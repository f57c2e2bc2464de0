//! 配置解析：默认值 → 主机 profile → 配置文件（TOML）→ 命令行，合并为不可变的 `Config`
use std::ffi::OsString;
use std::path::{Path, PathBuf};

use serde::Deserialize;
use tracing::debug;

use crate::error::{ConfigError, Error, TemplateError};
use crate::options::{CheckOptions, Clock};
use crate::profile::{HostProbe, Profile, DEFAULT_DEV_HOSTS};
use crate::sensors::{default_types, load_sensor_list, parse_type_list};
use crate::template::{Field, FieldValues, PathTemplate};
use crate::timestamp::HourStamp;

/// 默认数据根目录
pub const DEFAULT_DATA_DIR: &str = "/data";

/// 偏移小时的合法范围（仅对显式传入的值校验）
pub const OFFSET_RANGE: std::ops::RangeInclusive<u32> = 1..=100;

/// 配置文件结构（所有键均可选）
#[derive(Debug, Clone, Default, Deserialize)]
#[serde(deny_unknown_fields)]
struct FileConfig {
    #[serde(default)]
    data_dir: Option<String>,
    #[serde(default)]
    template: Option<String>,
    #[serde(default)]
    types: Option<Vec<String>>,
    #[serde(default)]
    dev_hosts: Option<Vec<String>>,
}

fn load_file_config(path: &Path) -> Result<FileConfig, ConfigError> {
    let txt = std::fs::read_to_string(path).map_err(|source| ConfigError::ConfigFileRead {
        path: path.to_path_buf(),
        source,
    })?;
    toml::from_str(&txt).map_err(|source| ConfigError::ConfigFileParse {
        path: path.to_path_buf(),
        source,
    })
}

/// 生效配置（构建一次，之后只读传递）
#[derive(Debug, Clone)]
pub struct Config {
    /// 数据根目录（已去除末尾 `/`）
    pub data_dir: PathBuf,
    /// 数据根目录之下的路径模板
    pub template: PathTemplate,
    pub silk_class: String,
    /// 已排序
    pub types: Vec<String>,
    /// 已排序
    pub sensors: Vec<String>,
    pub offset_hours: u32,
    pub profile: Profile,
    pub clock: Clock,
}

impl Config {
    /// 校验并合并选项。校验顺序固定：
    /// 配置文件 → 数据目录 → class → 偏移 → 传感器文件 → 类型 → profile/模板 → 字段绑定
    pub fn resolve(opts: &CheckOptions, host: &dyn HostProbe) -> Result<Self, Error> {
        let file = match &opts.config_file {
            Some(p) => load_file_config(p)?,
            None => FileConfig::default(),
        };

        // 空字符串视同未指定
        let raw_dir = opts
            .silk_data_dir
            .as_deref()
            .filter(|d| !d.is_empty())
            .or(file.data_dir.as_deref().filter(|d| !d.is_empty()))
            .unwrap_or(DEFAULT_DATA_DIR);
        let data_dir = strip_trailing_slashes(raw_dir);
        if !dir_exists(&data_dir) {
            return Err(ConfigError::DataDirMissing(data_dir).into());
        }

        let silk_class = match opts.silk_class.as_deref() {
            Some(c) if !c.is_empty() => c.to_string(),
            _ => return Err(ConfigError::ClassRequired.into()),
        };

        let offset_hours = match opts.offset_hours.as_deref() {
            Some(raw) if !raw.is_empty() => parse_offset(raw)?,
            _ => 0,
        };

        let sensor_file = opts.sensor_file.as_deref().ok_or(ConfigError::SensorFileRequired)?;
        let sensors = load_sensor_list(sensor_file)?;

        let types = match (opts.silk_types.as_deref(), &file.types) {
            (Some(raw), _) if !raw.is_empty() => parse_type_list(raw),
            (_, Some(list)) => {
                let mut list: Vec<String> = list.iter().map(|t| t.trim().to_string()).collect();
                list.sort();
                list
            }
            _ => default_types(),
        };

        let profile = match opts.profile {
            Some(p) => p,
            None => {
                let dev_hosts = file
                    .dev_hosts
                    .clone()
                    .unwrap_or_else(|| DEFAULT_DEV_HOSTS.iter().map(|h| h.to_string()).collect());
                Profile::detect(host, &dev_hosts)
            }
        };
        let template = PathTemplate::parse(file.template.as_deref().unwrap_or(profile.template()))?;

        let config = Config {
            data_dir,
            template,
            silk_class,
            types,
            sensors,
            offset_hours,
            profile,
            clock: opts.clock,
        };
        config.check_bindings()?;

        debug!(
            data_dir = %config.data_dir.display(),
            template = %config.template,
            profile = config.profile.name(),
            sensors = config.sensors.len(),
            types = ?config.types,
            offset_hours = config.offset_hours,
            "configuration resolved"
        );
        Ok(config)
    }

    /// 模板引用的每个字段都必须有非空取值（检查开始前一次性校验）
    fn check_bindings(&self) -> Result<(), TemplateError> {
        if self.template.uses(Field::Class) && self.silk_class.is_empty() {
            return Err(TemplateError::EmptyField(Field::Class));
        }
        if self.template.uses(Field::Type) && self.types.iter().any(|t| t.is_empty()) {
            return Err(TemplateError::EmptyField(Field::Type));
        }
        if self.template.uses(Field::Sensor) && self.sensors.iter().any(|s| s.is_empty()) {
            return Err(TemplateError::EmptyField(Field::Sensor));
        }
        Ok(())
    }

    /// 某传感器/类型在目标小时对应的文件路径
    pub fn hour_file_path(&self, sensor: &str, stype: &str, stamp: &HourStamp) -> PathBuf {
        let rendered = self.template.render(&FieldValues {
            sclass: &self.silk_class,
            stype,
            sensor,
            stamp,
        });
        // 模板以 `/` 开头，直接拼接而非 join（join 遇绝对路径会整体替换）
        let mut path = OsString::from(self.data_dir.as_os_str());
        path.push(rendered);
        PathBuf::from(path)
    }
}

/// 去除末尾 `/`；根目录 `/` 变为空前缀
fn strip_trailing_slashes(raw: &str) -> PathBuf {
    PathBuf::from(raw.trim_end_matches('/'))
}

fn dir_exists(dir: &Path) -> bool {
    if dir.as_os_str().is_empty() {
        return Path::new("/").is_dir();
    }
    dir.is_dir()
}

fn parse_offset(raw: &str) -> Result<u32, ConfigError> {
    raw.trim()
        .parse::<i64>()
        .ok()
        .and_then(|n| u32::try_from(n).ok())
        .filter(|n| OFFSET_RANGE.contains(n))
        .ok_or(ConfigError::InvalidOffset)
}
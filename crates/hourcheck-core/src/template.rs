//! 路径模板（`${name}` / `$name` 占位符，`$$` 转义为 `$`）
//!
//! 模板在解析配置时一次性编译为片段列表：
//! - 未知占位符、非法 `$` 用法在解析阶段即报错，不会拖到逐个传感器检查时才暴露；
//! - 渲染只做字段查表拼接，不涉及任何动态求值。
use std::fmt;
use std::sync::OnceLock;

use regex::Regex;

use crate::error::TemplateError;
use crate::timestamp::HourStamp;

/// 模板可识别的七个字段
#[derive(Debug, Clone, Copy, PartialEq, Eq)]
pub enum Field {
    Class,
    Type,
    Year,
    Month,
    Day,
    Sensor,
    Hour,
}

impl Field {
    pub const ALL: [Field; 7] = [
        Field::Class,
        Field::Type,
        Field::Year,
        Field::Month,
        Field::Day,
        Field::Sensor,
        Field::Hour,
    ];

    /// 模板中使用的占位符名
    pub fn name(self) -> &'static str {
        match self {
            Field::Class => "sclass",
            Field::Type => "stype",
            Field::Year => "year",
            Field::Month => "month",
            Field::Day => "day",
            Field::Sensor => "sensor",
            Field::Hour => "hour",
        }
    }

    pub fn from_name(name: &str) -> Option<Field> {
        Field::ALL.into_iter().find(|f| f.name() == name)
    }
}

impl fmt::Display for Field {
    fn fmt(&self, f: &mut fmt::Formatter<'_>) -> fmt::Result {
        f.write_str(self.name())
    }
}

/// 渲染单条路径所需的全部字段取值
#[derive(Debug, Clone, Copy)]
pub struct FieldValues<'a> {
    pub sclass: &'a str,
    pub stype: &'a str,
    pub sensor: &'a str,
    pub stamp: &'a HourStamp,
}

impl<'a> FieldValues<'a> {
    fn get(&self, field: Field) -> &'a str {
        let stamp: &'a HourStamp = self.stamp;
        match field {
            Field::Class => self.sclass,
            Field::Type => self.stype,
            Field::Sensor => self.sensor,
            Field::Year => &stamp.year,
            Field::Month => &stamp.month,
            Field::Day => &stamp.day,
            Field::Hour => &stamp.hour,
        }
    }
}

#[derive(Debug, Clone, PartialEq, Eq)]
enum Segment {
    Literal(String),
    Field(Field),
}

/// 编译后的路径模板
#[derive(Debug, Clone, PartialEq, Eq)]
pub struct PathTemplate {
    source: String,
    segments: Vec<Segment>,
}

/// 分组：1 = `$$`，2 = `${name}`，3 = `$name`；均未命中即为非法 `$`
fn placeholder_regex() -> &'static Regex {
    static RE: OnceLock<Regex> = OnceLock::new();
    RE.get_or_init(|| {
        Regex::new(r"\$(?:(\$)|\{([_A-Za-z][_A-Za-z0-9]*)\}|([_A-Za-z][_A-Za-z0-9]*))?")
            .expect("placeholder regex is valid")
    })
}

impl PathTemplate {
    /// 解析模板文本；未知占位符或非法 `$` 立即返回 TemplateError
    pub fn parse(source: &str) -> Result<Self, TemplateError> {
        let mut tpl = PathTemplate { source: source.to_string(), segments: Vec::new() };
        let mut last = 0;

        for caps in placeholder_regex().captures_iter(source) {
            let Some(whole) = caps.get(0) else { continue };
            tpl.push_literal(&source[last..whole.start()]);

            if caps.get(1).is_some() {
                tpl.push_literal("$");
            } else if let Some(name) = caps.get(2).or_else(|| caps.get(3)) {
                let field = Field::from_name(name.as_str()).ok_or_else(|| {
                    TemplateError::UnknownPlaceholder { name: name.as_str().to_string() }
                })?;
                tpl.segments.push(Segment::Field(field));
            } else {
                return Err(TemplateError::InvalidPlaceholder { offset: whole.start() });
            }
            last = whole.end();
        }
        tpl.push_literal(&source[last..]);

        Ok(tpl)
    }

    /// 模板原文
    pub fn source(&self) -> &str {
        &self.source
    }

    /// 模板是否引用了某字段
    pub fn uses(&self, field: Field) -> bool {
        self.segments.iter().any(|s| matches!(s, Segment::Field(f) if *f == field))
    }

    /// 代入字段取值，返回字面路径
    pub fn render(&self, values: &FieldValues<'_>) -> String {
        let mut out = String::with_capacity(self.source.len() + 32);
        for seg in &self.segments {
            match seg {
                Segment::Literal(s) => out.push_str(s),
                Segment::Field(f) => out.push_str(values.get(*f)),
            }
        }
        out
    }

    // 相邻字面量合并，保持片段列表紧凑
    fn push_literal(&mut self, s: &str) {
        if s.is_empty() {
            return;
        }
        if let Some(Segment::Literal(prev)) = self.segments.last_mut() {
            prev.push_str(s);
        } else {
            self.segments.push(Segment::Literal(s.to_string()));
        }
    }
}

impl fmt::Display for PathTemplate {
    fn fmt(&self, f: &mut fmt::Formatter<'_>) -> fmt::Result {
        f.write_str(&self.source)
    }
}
□ □ □ □ □ □ □
Using the entries above, state how many lines contain the string "static"; the number is all that is needed.

**Task result**
3